# Intro to ML Final Project
**Author: Bradley Sides**

Github Link:

Dataset: https://www.kaggle.com/datasets/clmentbisaillon/fake-and-real-news-dataset


## Problem Description
In our age of information, where "news" is shown in bite sized formats on every social media platform, it is becoming increasingly difficult to separate "real" news from "fake" news. The consequences of people believing fake news stories run deep and cause major problems for people across the world. Machine learning, when paired with NLP techniques, can prove to be very valuable in identifying fake news when it occurs.

In this project, we will use BERT paired with a TF-IDF vector embedding, run through a Random Forest to classify new articles.

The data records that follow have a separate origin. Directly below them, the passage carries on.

//! # TasteRank Core
//!
//! Shared building blocks for the TasteRank recommendation platform.
//!
//! ## Modules
//!
//! - `error`: Error taxonomy and handling
//! - `config`: Environment-based configuration loading

pub mod config;
pub mod error;

// Re-export commonly used types
pub use config::{load_dotenv, optional_var, parse_optional_var, parse_var, var_or, ConfigLoader};
pub use error::TasteRankError;

/// Result type alias for TasteRank operations
pub type Result<T> = std::result::Result<T, TasteRankError>;
use crate::command::AudioCommand;
use crate::error::{AudioError, Result};
use tokio::sync::mpsc;

/// Outbound message handed to the transport task
#[derive(Debug, Clone, PartialEq, Eq)]
pub enum Outbound {
    /// Fire-and-forget command
    Command(AudioCommand),
    /// Status query; the answer arrives later as events
    StatusRequest(AudioCommand),
}

/// Handle to the gateway's outbound command channel
///
/// The handler owns no socket itself; it queues commands for the transport
/// task that serializes them onto the bus. Sends are fire-and-forget: the
/// only failure surfaced here is the transport being gone entirely.
#[derive(Debug, Clone)]
pub struct GatewayHandler {
    tx: mpsc::UnboundedSender<Outbound>,
}

impl GatewayHandler {
    /// Create a handler together with the receiving half for the transport
    pub fn channel() -> (Self, mpsc::UnboundedReceiver<Outbound>) {
        let (tx, rx) = mpsc::unbounded_channel();
        (Self { tx }, rx)
    }

    /// Queue a command for the bus
    pub async fn send(&self, command: AudioCommand) -> Result<()> {
        tracing::debug!(?command, "sending command");
        self.tx
            .send(Outbound::Command(command))
            .map_err(|_| AudioError::GatewayClosed)
    }

    /// Queue a status request; the reply is delivered via `handle_event`
    pub async fn send_status_request(&self, command: AudioCommand) -> Result<()> {
        tracing::debug!(?command, "sending status request");
        self.tx
            .send(Outbound::StatusRequest(command))
            .map_err(|_| AudioError::GatewayClosed)
    }
}
//! Rust adapter binding MyHome gateway audio amplifiers to a media-player
//! entity model
//!
//! This library translates high-level media-player intents into outbound
//! MyHome audio commands and inbound decoded events into cached display
//! state. It supports:
//!
//! - Per-device entity construction from explicit configuration
//! - Playback control (play, stop, turn on/off)
//! - Volume control (step, absolute set in a normalized 0.0-1.0 domain)
//! - Source selection (Radio / Stream)
//! - Track skipping (next / previous)
//! - Event-driven state updates with change notifications
//!
//! Encoding frames onto the bus and managing the physical connection are
//! the transport's concern; this crate only produces typed command values
//! and consumes typed events.
//!
//! # Quick Start
//!
//! ```no_run
//! use myhome_audio::{setup_platform, AudioEvent, GatewayHandler, PlatformConfig};
//!
//! #[tokio::main]
//! async fn main() -> Result<(), Box<dyn std::error::Error>> {
//!     let config: PlatformConfig = serde_json::from_str(
//!         r#"{ "devices": { "lounge_amp": { "name": "Lounge", "where": "11" } } }"#,
//!     )?;
//!
//!     // The receiving half goes to the transport task that owns the bus
//!     let (gateway, mut outbound) = GatewayHandler::channel();
//!     let mut players = setup_platform(&config, &gateway);
//!
//!     // Ask every amplifier for its current status
//!     for player in &players {
//!         player.refresh().await?;
//!     }
//!
//!     // Decoded events flow back in through handle_event
//!     players[0].handle_event(&AudioEvent::station("11", "Jazz FM"));
//!     assert_eq!(players[0].media_title(), "Jazz FM");
//!
//!     while let Some(message) = outbound.recv().await {
//!         println!("to transport: {:?}", message);
//!     }
//!     Ok(())
//! }
//! ```
//!
//! # Architecture
//!
//! The crate is organized into several layers:
//!
//! - **Platform**: setup/teardown and event routing
//! - **MediaPlayer**: per-device adapter holding cached display state
//! - **Gateway**: outbound command channel to the transport task
//! - **Command / Event**: typed protocol values
//! - **Entity**: device identity and update notification
//! - **Config**: explicit per-device configuration records

mod command;
mod config;
mod entity;
mod error;
mod event;
mod gateway;
mod media_player;
mod platform;

// Public exports
pub use command::{AudioCommand, CommandKind, MAX_RAW_VOLUME};
pub use config::{DeviceConfig, DeviceId, PlatformConfig, Where, Who};
pub use entity::{DeviceInfo, Entity, EntityUpdate, UpdateReceiver};
pub use error::{AudioError, Result};
pub use event::{AudioEvent, AudioEventKind};
pub use gateway::{GatewayHandler, Outbound};
pub use media_player::{
    MediaPlayer, MediaPlayerFeatures, MediaPlayerState, MediaType, Source,
};
pub use platform::{setup_platform, unload_platform, EventDispatcher};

## Step 0: Installs and Imports for Colab

In [1]:
pip install bertopic



In [2]:
from bertopic import BERTopic
import pandas as pd
import numpy as np
from sklearn.model_selection import train_test_split
from sklearn.ensemble import RandomForestClassifier
from sklearn.metrics import classification_report
import re
import nltk
from nltk.corpus import stopwords
from sklearn.feature_extraction.text import TfidfVectorizer
from sklearn.model_selection import cross_val_score


## Step 1: EDA

In [3]:
# IMPORTANT: Adjust the path to fit your file structure

real_df = pd.read_csv('/True.csv.zip')
fake_df = pd.read_csv('/Fake.csv.zip')

fake_df = fake_df[:5000]
real_df = real_df[:5000]

print("Rows in Fake DF: ", len(fake_df))
print("Rows in Real DF: ", len(real_df))

fake_df.head()

Rows in Fake DF:  5000
Rows in Real DF:  5000


Unnamed: 0,title,text,subject,date
0,Donald Trump Sends Out Embarrassing New Year’...,Donald Trump just couldn t wish all Americans ...,News,"December 31, 2017"
1,Drunk Bragging Trump Staffer Started Russian ...,House Intelligence Committee Chairman Devin Nu...,News,"December 31, 2017"
2,Sheriff David Clarke Becomes An Internet Joke...,"On Friday, it was revealed that former Milwauk...",News,"December 30, 2017"
3,Trump Is So Obsessed He Even Has Obama’s Name...,"On Christmas day, Donald Trump announced that ...",News,"December 29, 2017"
4,Pope Francis Just Called Out Donald Trump Dur...,Pope Francis used his annual Christmas Day mes...,News,"December 25, 2017"


In [4]:
# Drop "subject" and "date" columns as we do not need them
# Add "Real" and "Fake" as labels before we shuffle and train our model

real_df = real_df.drop(['subject', 'date'], axis = 1)
fake_df = fake_df.drop(['subject', 'date'], axis = 1)
real_df = real_df.reset_index(drop=True)
fake_df = fake_df.reset_index(drop=True)
real_df['Label'] = 'Real'
fake_df['Label'] = 'Fake'

# Concatenate title with body,
real_df['full_text'] = real_df['title'] + ' ' + real_df['text']
fake_df['full_text'] = fake_df['title'] + ' ' + fake_df['text']
real_df = real_df.drop(['title', 'text'], axis = 1)
fake_df = fake_df.drop(['title', 'text'], axis = 1)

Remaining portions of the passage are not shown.